Note from BW of Brazil: When I first became aware of this story I must say I was kinda like, “Here we go again!” A white girl appropriating the legacy of a dark-skinned woman whose skin color obviously played a role in how she treated in a country like Brazil where skin color plays such a huge role in one’s opportunities in life.
Writer Carolina de Jesus grew up and lived in poverty for most of her life. Born in 1914, in the city of Sacramento, located in the state of Minas Gerais, Carolina descended from slaves and sharecroppers. With only two years of formal schooling, she managed to teach herself how read and write. With the death of her mother when she was only 23, Carolina decided to move to city of São Paulo where she eeked out a living as a maid and a cook.

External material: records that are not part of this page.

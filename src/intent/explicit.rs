//! Resolver for protocols whose messages name their intent directly.

use serde_json::Value;

use crate::error::PipelineError;
use crate::intent::{build_payload, IntentResolver};
use crate::model::{Intent, IntentKey, NormalizedRequest};

/// Uses the normalized path verbatim as the intent key.
#[derive(Debug, Clone, Copy, Default)]
pub struct ExplicitResolver;

impl ExplicitResolver {
    pub fn new() -> Self {
        Self
    }
}

impl IntentResolver for ExplicitResolver {
    fn resolve(&self, request: &NormalizedRequest) -> Result<Intent, PipelineError> {
        let key = IntentKey::parse(request.path())
            .map_err(|e| PipelineError::UnresolvedIntent(e.to_string()))?;

        let params = request
            .params()
            .iter()
            .map(|(k, v)| (k.clone(), Value::String(v.clone())));

        Ok(Intent::new(key, build_payload(request.body(), params)))
    }
}

#[cfg(test)]
mod tests {
    use super::*;
    use crate::intent::testing::request;
    use crate::model::Scheme;
    use serde_json::json;

    #[test]
    fn test_path_is_intent() {
        let req = request(Scheme::WEBSOCKET, "MESSAGE", "chat.send", br#"{"text":"hi"}"#);
        let intent = ExplicitResolver.resolve(&req).unwrap();
        assert_eq!(intent.key().as_str(), "chat.send");
        assert_eq!(intent.payload(), &json!({"text": "hi"}));
    }

    #[test]
    fn test_empty_intent_unresolved() {
        let req = request(Scheme::WEBSOCKET, "MESSAGE", " ", b"");
        assert!(ExplicitResolver.resolve(&req).is_err());
    }

    #[test]
    fn test_empty_segment_unresolved() {
        let req = request(Scheme::WEBSOCKET, "MESSAGE", "user..create", b"");
        assert!(matches!(
            ExplicitResolver.resolve(&req),
            Err(PipelineError::UnresolvedIntent(_))
        ));
    }
}
//! Handler registry.
//!
//! # Data Flow
//! ```text
//! Startup (single writer, owned by the aggregator):
//!     register(pattern, handler [, AccessPolicy])
//!     → validate pattern (non-empty, no empty segments, unique)
//!     → exact map  |  pattern list (registration order)
//!
//! Request (frozen, shared via Arc):
//!     intent key
//!     → exact map lookup
//!     → first matching pattern
//!     → Registration { handler, access }
//! ```
//!
//! # Design Decisions
//! - Exact entries always win over patterns
//! - Among patterns the first registered match wins
//! - Mutation needs `&mut`, so freezing is enforced by wrapping in `Arc`

pub mod access;
pub mod handler;
pub mod pattern;

use std::collections::HashMap;
use std::fmt;
use std::sync::Arc;

use crate::model::Scheme;

pub use access::AccessPolicy;
pub use handler::{Handler, HandlerError, Invocation};
pub use pattern::IntentPattern;

/// Error type for handler registration.
#[derive(Debug, Clone, PartialEq, Eq, thiserror::Error)]
pub enum RegistryError {
    #[error("intent pattern must not be empty")]
    EmptyPattern,

    #[error("intent pattern '{0}' has an empty segment")]
    EmptySegment(String),

    #[error("a handler is already registered for '{0}'")]
    Duplicate(String),
}

/// A handler plus the policy guarding it.
#[derive(Clone)]
pub struct Registration {
    pattern: String,
    handler: Arc<dyn Handler>,
    access: Option<AccessPolicy>,
}

impl Registration {
    pub fn pattern(&self) -> &str {
        &self.pattern
    }

    pub fn handler(&self) -> &Arc<dyn Handler> {
        &self.handler
    }

    pub fn access(&self) -> Option<&AccessPolicy> {
        self.access.as_ref()
    }

    /// No policy means every scheme is allowed.
    pub fn allows(&self, scheme: &Scheme) -> bool {
        self.access.as_ref().map_or(true, |policy| policy.allows(scheme))
    }
}

impl fmt::Debug for Registration {
    fn fmt(&self, f: &mut fmt::Formatter<'_>) -> fmt::Result {
        f.debug_struct("Registration")
            .field("pattern", &self.pattern)
            .field("access", &self.access)
            .finish()
    }
}

/// Maps intent keys to handlers.
#[derive(Debug, Default)]
pub struct HandlerRegistry {
    exact: HashMap<String, Registration>,
    patterns: Vec<(IntentPattern, Registration)>,
}

impl HandlerRegistry {
    pub fn new() -> Self {
        Self::default()
    }

    /// Register a handler for an exact key or a wildcard pattern.
    pub fn register<H: Handler>(&mut self, pattern: &str, handler: H) -> Result<(), RegistryError> {
        self.insert(pattern, Arc::new(handler), None)
    }

    /// Register a handler that only the schemes allowed by `access` may invoke.
    pub fn register_with_access<H: Handler>(
        &mut self,
        pattern: &str,
        handler: H,
        access: AccessPolicy,
    ) -> Result<(), RegistryError> {
        self.insert(pattern, Arc::new(handler), Some(access))
    }

    /// Register an already shared handler (one instance behind several patterns).
    pub fn register_shared(
        &mut self,
        pattern: &str,
        handler: Arc<dyn Handler>,
        access: Option<AccessPolicy>,
    ) -> Result<(), RegistryError> {
        self.insert(pattern, handler, access)
    }

    fn insert(
        &mut self,
        pattern: &str,
        handler: Arc<dyn Handler>,
        access: Option<AccessPolicy>,
    ) -> Result<(), RegistryError> {
        let pattern = pattern.trim();
        if pattern.is_empty() {
            return Err(RegistryError::EmptyPattern);
        }
        if pattern.split('.').any(str::is_empty) {
            return Err(RegistryError::EmptySegment(pattern.to_string()));
        }

        let registration = Registration {
            pattern: pattern.to_string(),
            handler,
            access,
        };

        if IntentPattern::is_wildcard(pattern) {
            if self.patterns.iter().any(|(p, _)| p.as_str() == pattern) {
                return Err(RegistryError::Duplicate(pattern.to_string()));
            }
            self.patterns.push((IntentPattern::new(pattern), registration));
        } else {
            if self.exact.contains_key(pattern) {
                return Err(RegistryError::Duplicate(pattern.to_string()));
            }
            self.exact.insert(pattern.to_string(), registration);
        }

        tracing::debug!(pattern = %pattern, "Handler registered");
        Ok(())
    }

    /// Find the handler for `key`: exact entry first, then the first matching pattern.
    pub fn resolve(&self, key: &str) -> Option<&Registration> {
        self.exact.get(key).or_else(|| {
            self.patterns
                .iter()
                .find(|(pattern, _)| pattern.matches(key))
                .map(|(_, registration)| registration)
        })
    }

    pub fn contains(&self, key: &str) -> bool {
        self.resolve(key).is_some()
    }

    /// All registered keys and patterns, sorted.
    pub fn keys(&self) -> Vec<String> {
        let mut keys: Vec<String> = self
            .exact
            .keys()
            .cloned()
            .chain(self.patterns.iter().map(|(p, _)| p.as_str().to_string()))
            .collect();
        keys.sort();
        keys
    }

    pub fn len(&self) -> usize {
        self.exact.len() + self.patterns.len()
    }

    pub fn is_empty(&self) -> bool {
        self.len() == 0
    }
}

As was and still is common among the poorest Brazilian favelados, Carolina pieced together scrap materials to construct a shack to live in with her daughter. Carolina began writing her experiences in the day to day of living in a favela. Regularly the target of insults from neighbors, Carolina was proud of her blackness at a time when it wasn’t common for black Brazilians to adapt such a stance.
Carolina’s writings were some of the first books I read about life in Brazil, and considering the rarity of black Brazilian authors still today, imagine how rare it was back in the 1960s! Besides her dark skin, Carolina also had very kinky hair, a trait of African ancestry that Brazilian society frowns upon perhaps even more so than dark skin. But Carolina liked her hair even against the standards of beauty in which walking around with nappy hair was considerable unacceptable. In one of my favorite quotes from Carolina, she explained exactly how she felt on the topic:
“I wrote plays and presented them to the circus directors. ‘It’s a shame you’re black,’ they’d say. They don’t know that I love my black skin and coarse hair. I even think black people’s hair is more well-mannered than white people’s hair because black people’s hair stays where it’s put. It’s obedient. With white people’s hair, just a movement of the head and it falls out of place. It’s undisciplined. If reincarnation exists, I always want to come back black.”
That quote is perhaps the best way to lead into today’s piece. In line with its aspirations of a white Brazil, the country has a history with trying to whiten black figures who became prominent in their particular fields. So with this latest controversy, considering the above quote, I wonder what Carolina herself would think about seeing such a fair-skinned actress portraying her in a theater piece. Let’s get to the story.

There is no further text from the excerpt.